According to Article 5(2) of the GDPR, the controller shall be responsible for, and must be able to demonstrate, compliance with all principles of the GDPR mentioned at Article 5(1). This includes the principle of accountability (see “Accountability principle” within Part II section “Principles” of these Guidelines).
The accountability principle in the GDPR is risk-based: the higher the risk of data processing to the fundamental rights and freedoms of data subjects, the greater the measures needed to mitigate those risks. The accountability principle is based on several compliance duties for data controllers, including: transparency duties (Articles 12-14); guaranteeing the exercise of data protection rights (Articles 15-22); keeping records of the data-processing operations (Article 30); notifying eventual data breaches to a national supervisory authority (Articles 33) and to the data subjects (Article 34); and, in cases of higher risk, hiring a DPO and carrying out a DPIA (Article 35).

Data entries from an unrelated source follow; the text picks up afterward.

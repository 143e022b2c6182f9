use jsonwebtoken::{
    decode, encode, errors::ErrorKind, Algorithm, DecodingKey, EncodingKey, Header, Validation,
};
use thiserror::Error;
use time::{Duration, OffsetDateTime};
use tracing::debug;

use super::claims::{Claims, TokenKind};
use crate::config::JwtConfig;

/// Why a token was refused. Only ever logged; callers see a single unauthorized outcome.
#[derive(Debug, Error, PartialEq, Eq)]
pub enum TokenRejected {
    #[error("signature does not match")]
    InvalidSignature,
    #[error("token expired")]
    Expired,
    #[error("token is malformed")]
    Malformed,
    #[error("subject claim missing")]
    MissingSubject,
    #[error("expected a {expected:?} token, got {actual:?}")]
    WrongKind { expected: TokenKind, actual: TokenKind },
}

impl From<jsonwebtoken::errors::Error> for TokenRejected {
    fn from(err: jsonwebtoken::errors::Error) -> Self {
        match err.kind() {
            ErrorKind::InvalidSignature | ErrorKind::InvalidAlgorithm => TokenRejected::InvalidSignature,
            ErrorKind::ExpiredSignature => TokenRejected::Expired,
            ErrorKind::MissingRequiredClaim(claim) if claim == "sub" => TokenRejected::MissingSubject,
            _ => TokenRejected::Malformed,
        }
    }
}

/// Signing and verification keys, built once from configuration.
#[derive(Clone)]
pub struct JwtKeys {
    encoding: EncodingKey,
    decoding: DecodingKey,
    algorithm: Algorithm,
    pub access_ttl: Duration,
    pub reset_ttl: Duration,
}

impl JwtKeys {
    pub fn new(cfg: &JwtConfig) -> Self {
        Self {
            encoding: EncodingKey::from_secret(cfg.secret.as_bytes()),
            decoding: DecodingKey::from_secret(cfg.secret.as_bytes()),
            algorithm: cfg.algorithm,
            access_ttl: Duration::minutes(cfg.ttl_minutes),
            reset_ttl: Duration::minutes(cfg.reset_ttl_minutes),
        }
    }

    pub fn issue(&self, subject: &str, kind: TokenKind, ttl: Duration) -> anyhow::Result<String> {
        let now = OffsetDateTime::now_utc();
        let exp = now + ttl;
        let claims = Claims {
            sub: subject.to_string(),
            iat: now.unix_timestamp().max(0) as usize,
            exp: exp.unix_timestamp().max(0) as usize,
            kind,
        };
        let token = encode(&Header::new(self.algorithm), &claims, &self.encoding)?;
        debug!(kind = ?kind, exp = claims.exp, "jwt signed");
        Ok(token)
    }

    pub fn issue_access(&self, subject: &str) -> anyhow::Result<String> {
        self.issue(subject, TokenKind::Access, self.access_ttl)
    }

    pub fn issue_reset(&self, subject: &str) -> anyhow::Result<String> {
        self.issue(subject, TokenKind::PasswordReset, self.reset_ttl)
    }

    pub fn verify(&self, token: &str) -> Result<Claims, TokenRejected> {
        let mut validation = Validation::new(self.algorithm);
        validation.leeway = 0;
        validation.set_required_spec_claims(&["exp", "sub"]);
        let data = decode::<Claims>(token, &self.decoding, &validation)?;
        if data.claims.sub.trim().is_empty() {
            return Err(TokenRejected::MissingSubject);
        }
        debug!(kind = ?data.claims.kind, "jwt verified");
        Ok(data.claims)
    }

    pub fn verify_kind(&self, token: &str, expected: TokenKind) -> Result<Claims, TokenRejected> {
        let claims = self.verify(token)?;
        if claims.kind != expected {
            return Err(TokenRejected::WrongKind {
                expected,
                actual: claims.kind,
            });
        }
        Ok(claims)
    }
}

#[cfg(test)]
pub(crate) fn test_keys(secret: &str) -> JwtKeys {
    JwtKeys::new(&JwtConfig {
        secret: secret.into(),
        algorithm: Algorithm::HS256,
        ttl_minutes: 60 * 24,
        reset_ttl_minutes: 15,
    })
}

#[cfg(test)]
mod tests {
    use super::*;
    use serde::Serialize;

    #[test]
    fn issue_and_verify_access_token() {
        let keys = test_keys("dev-secret");
        let token = keys.issue_access("ana@x.com").expect("sign access");
        assert_eq!(token.split('.').count(), 3);
        let claims = keys.verify(&token).expect("verify token");
        assert_eq!(claims.sub, "ana@x.com");
        assert_eq!(claims.kind, TokenKind::Access);
        assert!(claims.exp >= claims.iat + 24 * 60 * 60);
    }

    #[test]
    fn default_ttls() {
        let keys = test_keys("dev-secret");
        assert_eq!(keys.access_ttl, Duration::minutes(1440));
        assert_eq!(keys.reset_ttl, Duration::minutes(15));
    }

    #[test]
    fn rejects_token_signed_with_other_secret() {
        let good = test_keys("secret-a");
        let other = test_keys("secret-b");
        let token = other.issue_access("ana@x.com").unwrap();
        assert_eq!(good.verify(&token).unwrap_err(), TokenRejected::InvalidSignature);
    }

    #[test]
    fn rejects_expired_token() {
        let keys = test_keys("dev-secret");
        let token = keys
            .issue("ana@x.com", TokenKind::Access, Duration::seconds(-30))
            .unwrap();
        assert_eq!(keys.verify(&token).unwrap_err(), TokenRejected::Expired);
    }

    #[test]
    fn rejects_garbage() {
        let keys = test_keys("dev-secret");
        assert_eq!(keys.verify("token_invalido").unwrap_err(), TokenRejected::Malformed);
        assert!(keys.verify("a.b.c").is_err());
        assert!(keys.verify("").is_err());
    }

    #[test]
    fn rejects_token_without_subject() {
        #[derive(Serialize)]
        struct NoSubject {
            exp: usize,
        }
        let keys = test_keys("dev-secret");
        let exp = (OffsetDateTime::now_utc() + Duration::minutes(5)).unix_timestamp() as usize;
        let token = encode(
            &Header::default(),
            &NoSubject { exp },
            &EncodingKey::from_secret(b"dev-secret"),
        )
        .unwrap();
        assert_eq!(keys.verify(&token).unwrap_err(), TokenRejected::MissingSubject);
    }

    #[test]
    fn accepts_minimal_sub_exp_payload_as_access() {
        #[derive(Serialize)]
        struct Minimal<'a> {
            sub: &'a str,
            exp: usize,
        }
        let keys = test_keys("dev-secret");
        let exp = (OffsetDateTime::now_utc() + Duration::minutes(5)).unix_timestamp() as usize;
        let token = encode(
            &Header::default(),
            &Minimal { sub: "ana@x.com", exp },
            &EncodingKey::from_secret(b"dev-secret"),
        )
        .unwrap();
        let claims = keys.verify_kind(&token, TokenKind::Access).unwrap();
        assert_eq!(claims.sub, "ana@x.com");
    }

    #[test]
    fn reset_token_is_not_an_access_token() {
        let keys = test_keys("dev-secret");
        let token = keys.issue_reset("ana@x.com").unwrap();
        assert!(keys.verify_kind(&token, TokenKind::PasswordReset).is_ok());
        assert!(matches!(
            keys.verify_kind(&token, TokenKind::Access),
            Err(TokenRejected::WrongKind { .. })
        ));
    }
}
pub mod dto;
pub mod handlers;
#[cfg(test)]
pub mod memory;
pub mod repo;
pub mod repo_types;

use crate::state::AppState;
use axum::Router;

/// Mounted under `/api/users`.
pub fn router() -> Router<AppState> {
    handlers::routes()
}
pub mod dto;
pub mod handlers;
mod repo;
mod services;

use crate::state::AppState;
use axum::Router;

/// Mounted under `/api/episodes`.
pub fn router() -> Router<AppState> {
    handlers::routes()
}
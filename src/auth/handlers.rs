use axum::{
    extract::State,
    http::StatusCode,
    routing::{get, post},
    Json, Router,
};
use tracing::{info, instrument, warn};
use validator::Validate;

use crate::{
    auth::{
        claims::TokenKind,
        dto::{
            ChangePasswordRequest, ForgotPasswordRequest, LoginRequest, MessageResponse, PublicUser,
            RegisterRequest, ResetPasswordRequest, TokenResponse,
        },
        extractors::CurrentUser,
        password::verify_password,
        services::{authenticate_credentials, register_user, set_password},
    },
    error::AppError,
    mail,
    state::AppState,
};

pub const FORGOT_PASSWORD_MESSAGE: &str = "If the email exists, instructions have been sent.";
pub const PASSWORD_CHANGED_MESSAGE: &str = "Password changed successfully";
pub const WRONG_CURRENT_PASSWORD: &str = "Current password is incorrect";
pub const INVALID_RESET_TOKEN: &str = "Invalid or expired reset token";

pub fn auth_routes() -> Router<AppState> {
    Router::new()
        .route("/register", post(register))
        .route("/login", post(login))
        .route("/change-password", post(change_password))
        .route("/forgot-password", post(forgot_password))
        .route("/reset-password", post(reset_password))
}

pub fn me_routes() -> Router<AppState> {
    Router::new().route("/me", get(get_me))
}

#[instrument(skip(state, payload))]
pub async fn register(
    State(state): State<AppState>,
    Json(payload): Json<RegisterRequest>,
) -> Result<(StatusCode, Json<PublicUser>), AppError> {
    payload.validate()?;
    let user = register_user(
        state.users.as_ref(),
        &payload.name,
        &payload.email,
        &payload.password,
    )
    .await?;
    Ok((StatusCode::CREATED, Json(user.into())))
}

#[instrument(skip(state, payload))]
pub async fn login(
    State(state): State<AppState>,
    Json(payload): Json<LoginRequest>,
) -> Result<Json<TokenResponse>, AppError> {
    payload.validate()?;
    let user = authenticate_credentials(state.users.as_ref(), &payload.email, &payload.password).await?;
    let token = state.keys.issue_access(&user.email)?;
    info!(user_id = user.id, "user logged in");
    Ok(Json(TokenResponse::bearer(token)))
}

#[instrument(skip(user))]
pub async fn get_me(CurrentUser(user): CurrentUser) -> Json<PublicUser> {
    Json(user.into())
}

#[instrument(skip(state, user, payload))]
pub async fn change_password(
    State(state): State<AppState>,
    CurrentUser(user): CurrentUser,
    Json(payload): Json<ChangePasswordRequest>,
) -> Result<Json<MessageResponse>, AppError> {
    payload.validate()?;
    if !verify_password(&payload.current_password, &user.password_hash) {
        warn!(user_id = user.id, "change-password with wrong current password");
        return Err(AppError::BadRequest(WRONG_CURRENT_PASSWORD.into()));
    }
    set_password(state.users.as_ref(), &user, &payload.new_password).await?;
    Ok(Json(MessageResponse::new(PASSWORD_CHANGED_MESSAGE)))
}

/// Same answer whether or not the account exists; the mail goes out after the response.
#[instrument(skip(state, payload))]
pub async fn forgot_password(
    State(state): State<AppState>,
    Json(payload): Json<ForgotPasswordRequest>,
) -> Result<Json<MessageResponse>, AppError> {
    payload.validate()?;
    if let Some(user) = state.users.find_by_email(&payload.email).await? {
        let token = state.keys.issue_reset(&user.email)?;
        match &state.mailer {
            Some(mailer) => {
                let message = mail::password_reset_mail(
                    &user.email,
                    &state.config.frontend_url,
                    &token,
                    state.config.jwt.reset_ttl_minutes,
                );
                mail::dispatch(mailer.clone(), message);
                info!(user_id = user.id, "password reset requested");
            }
            None => warn!(user_id = user.id, "no mail transport; reset link not sent"),
        }
    }
    Ok(Json(MessageResponse::new(FORGOT_PASSWORD_MESSAGE)))
}

#[instrument(skip(state, payload))]
pub async fn reset_password(
    State(state): State<AppState>,
    Json(payload): Json<ResetPasswordRequest>,
) -> Result<Json<MessageResponse>, AppError> {
    payload.validate()?;
    let claims = state
        .keys
        .verify_kind(&payload.token, TokenKind::PasswordReset)
        .map_err(|reason| {
            warn!(%reason, "reset token rejected");
            AppError::BadRequest(INVALID_RESET_TOKEN.into())
        })?;
    let Some(user) = state.users.find_by_email(&claims.sub).await? else {
        warn!("reset token subject no longer exists");
        return Err(AppError::BadRequest(INVALID_RESET_TOKEN.into()));
    };
    set_password(state.users.as_ref(), &user, &payload.new_password).await?;
    Ok(Json(MessageResponse::new(PASSWORD_CHANGED_MESSAGE)))
}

Since the processing of personal data in AI systems might often be considered as high risk, the developer of AI will often need to have a DPO and perform a DPIA. The next two sections address these two specific accountability duties.
Risk assessment and DPIAs
A DPIA is a process in which the data controller, before starting a data-processing procedure with high risk to the fundamental rights and freedoms of data subjects, assesses the impact of the envisaged processing operations on the protection of personal data (Article 35(1)).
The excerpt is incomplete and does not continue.